Today was the day a year ago that started the spiral that almost ended my life. While I was in the woods enjoying my day something terrible had happened. Something that would trigger me in a way I had no idea was even possible. Something that would cause me to spiral so out of control that I thought my only option to end the pain I was feeling was to die. I am choosing not to share the event that triggered me because it involves others that may not want their story shared and honestly the details don’t matter. The point of this post is to share that you never really know how much a person is struggling.
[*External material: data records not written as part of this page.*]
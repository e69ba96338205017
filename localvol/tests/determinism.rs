//! Seeded reproducibility and the 1/√n decay of the Monte Carlo error.

use std::sync::Arc;

use localvol::prelude::*;

fn skew_market() -> Arc<MarketData> {
    let maturities = [0.25, 0.5, 1.0, 2.0];
    let strikes: Vec<f64> = (0..11).map(|i| 50.0 + 10.0 * i as f64).collect();
    let vols: Vec<Vec<f64>> = maturities
        .iter()
        .map(|&t| {
            strikes
                .iter()
                .map(|&k| 0.22 - 0.1 * (k / 100.0_f64).ln() + 0.01 * t)
                .collect()
        })
        .collect();
    let grid = ImpliedVolatilityGrid::new(&maturities, &strikes, &vols).unwrap();
    let r = InterpolatedCurve::new(&[0.25, 1.0, 2.0], &[0.02, 0.025, 0.03]).unwrap();
    Arc::new(MarketData::new(100.0, Arc::new(r), Arc::new(FlatCurve::new(0.01)), grid).unwrap())
}

#[test]
fn identical_seed_gives_bit_identical_prices() {
    let md = skew_market();
    let cal = DupireCalibrator::new(Arc::clone(&md)).calibrate().unwrap();
    let sim = PathSimulator::new(&md, &cal.local_vol).with_batch_size(1000).unwrap();

    let a = sim.simulate(5_000, 25, 1.0, 123).unwrap();
    let b = sim.simulate(5_000, 25, 1.0, 123).unwrap();
    let c = sim.simulate_parallel(5_000, 25, 1.0, 123).unwrap();
    assert!(a.iter().zip(b.iter()).all(|(x, y)| x.to_bits() == y.to_bits()));
    assert!(a.iter().zip(c.iter()).all(|(x, y)| x.to_bits() == y.to_bits()));

    let pricer = DupirePricer::new(&md, &cal.local_vol);
    let p1 = pricer.price_european_call(100.0, 1.0, 5_000, 25, 123).unwrap();
    let p2 = pricer.price_european_call(100.0, 1.0, 5_000, 25, 123).unwrap();
    let p3 = pricer
        .with_parallelism(true)
        .price_european_call(100.0, 1.0, 5_000, 25, 123)
        .unwrap();
    assert_eq!(p1.to_bits(), p2.to_bits());
    assert_eq!(p1.to_bits(), p3.to_bits());
}

#[test]
fn different_seeds_give_different_paths() {
    let md = skew_market();
    let cal = DupireCalibrator::new(Arc::clone(&md)).calibrate().unwrap();
    let sim = PathSimulator::new(&md, &cal.local_vol);
    let a = sim.simulate(100, 5, 1.0, 1).unwrap();
    let b = sim.simulate(100, 5, 1.0, 2).unwrap();
    assert_ne!(a, b);
}

#[test]
fn doubling_paths_divides_std_error_by_root_two() {
    let md = skew_market();
    let cal = DupireCalibrator::new(Arc::clone(&md)).calibrate().unwrap();
    let pricer = DupirePricer::new(&md, &cal.local_vol).with_parallelism(true);

    let mut ratios = Vec::new();
    for seed in [1, 2, 3] {
        let n = pricer
            .price_european(OptionType::Call, 100.0, 1.0, &McSettings::new(8_000, 10, seed))
            .unwrap();
        let n2 = pricer
            .price_european(OptionType::Call, 100.0, 1.0, &McSettings::new(16_000, 10, seed + 100))
            .unwrap();
        ratios.push(n.std_error / n2.std_error);
    }
    let mean = ratios.iter().sum::<f64>() / ratios.len() as f64;
    assert!((mean - 2.0_f64.sqrt()).abs() < 0.1, "ratios {ratios:?}");
}

#[test]
fn trajectories_start_at_spot_and_end_at_terminals() {
    let md = skew_market();
    let cal = DupireCalibrator::new(Arc::clone(&md)).calibrate().unwrap();
    let sim = PathSimulator::new(&md, &cal.local_vol);
    let ens = sim.simulate_paths(64, 12, 0.6, 9).unwrap();
    assert_eq!(ens.n_steps(), 12);
    assert!(ens.paths.iter().all(|p| p[0] == md.spot()));
    assert!(ens.paths.iter().flatten().all(|&s| s > 0.0));
    assert_eq!(ens.terminal_prices(), sim.simulate(64, 12, 0.6, 9).unwrap());
}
For two weeks after this day I became more and more lost in myself. In my dark thoughts. In my feelings of being not enough, of being a burden, of being too broken to fix. In my thoughts that this world was broken beyond repair. In my empathic feelings of everyone else’s pain around me that I could not seem to escape. It happened so quickly yet to me it felt like forever. I think that some people around me noticed something was off but nobody, not even my closest friends or husband knew exactly how bad it was. And most people continued thinking everything was just fine.

I remember an interaction with someone at work from those dark weeks. It was a hello in the hallway with my trademark winning fake-smile. My co-worker said something about how my smile just always lit up the whole place, that I seemed like one of then happiest people he knew. I was literally thinking of killing myself. I’m pretty sure I went straight to the bathroom to cry. This was not an uncommon interaction in those two weeks and I couldn’t figure out why nobody could see the pain I was in.

I won’t say my presence on social media, and in real life for that matter, was fake but I always tried to keep things positive so I didn’t always share hard truths. I didn’t want to bring people down. I think a lot of people do this, not realizing how helpful it is to be raw and honest. Not realizing how much our experiences can help someone else to realize they are not alone. That others are in fact struggling with the same things. Knowing you are not alone is not a happy thought, but it does help. It helps to know you are not some freak. Some broken piece of trash. Most importantly it can help us to see that it does get better.

There was a movement on social media a while back where people used the hashtag #thisiswhatdepressionlookslike. The point was to illustrate that no matter how a person looks on social media or in their day to day life it does not necessarily reflect how they are feeling inside. Most people who are struggling are wearing a mask of happiness to cover up their dark feelings and I was no different. Sometimes our masks are very convincing.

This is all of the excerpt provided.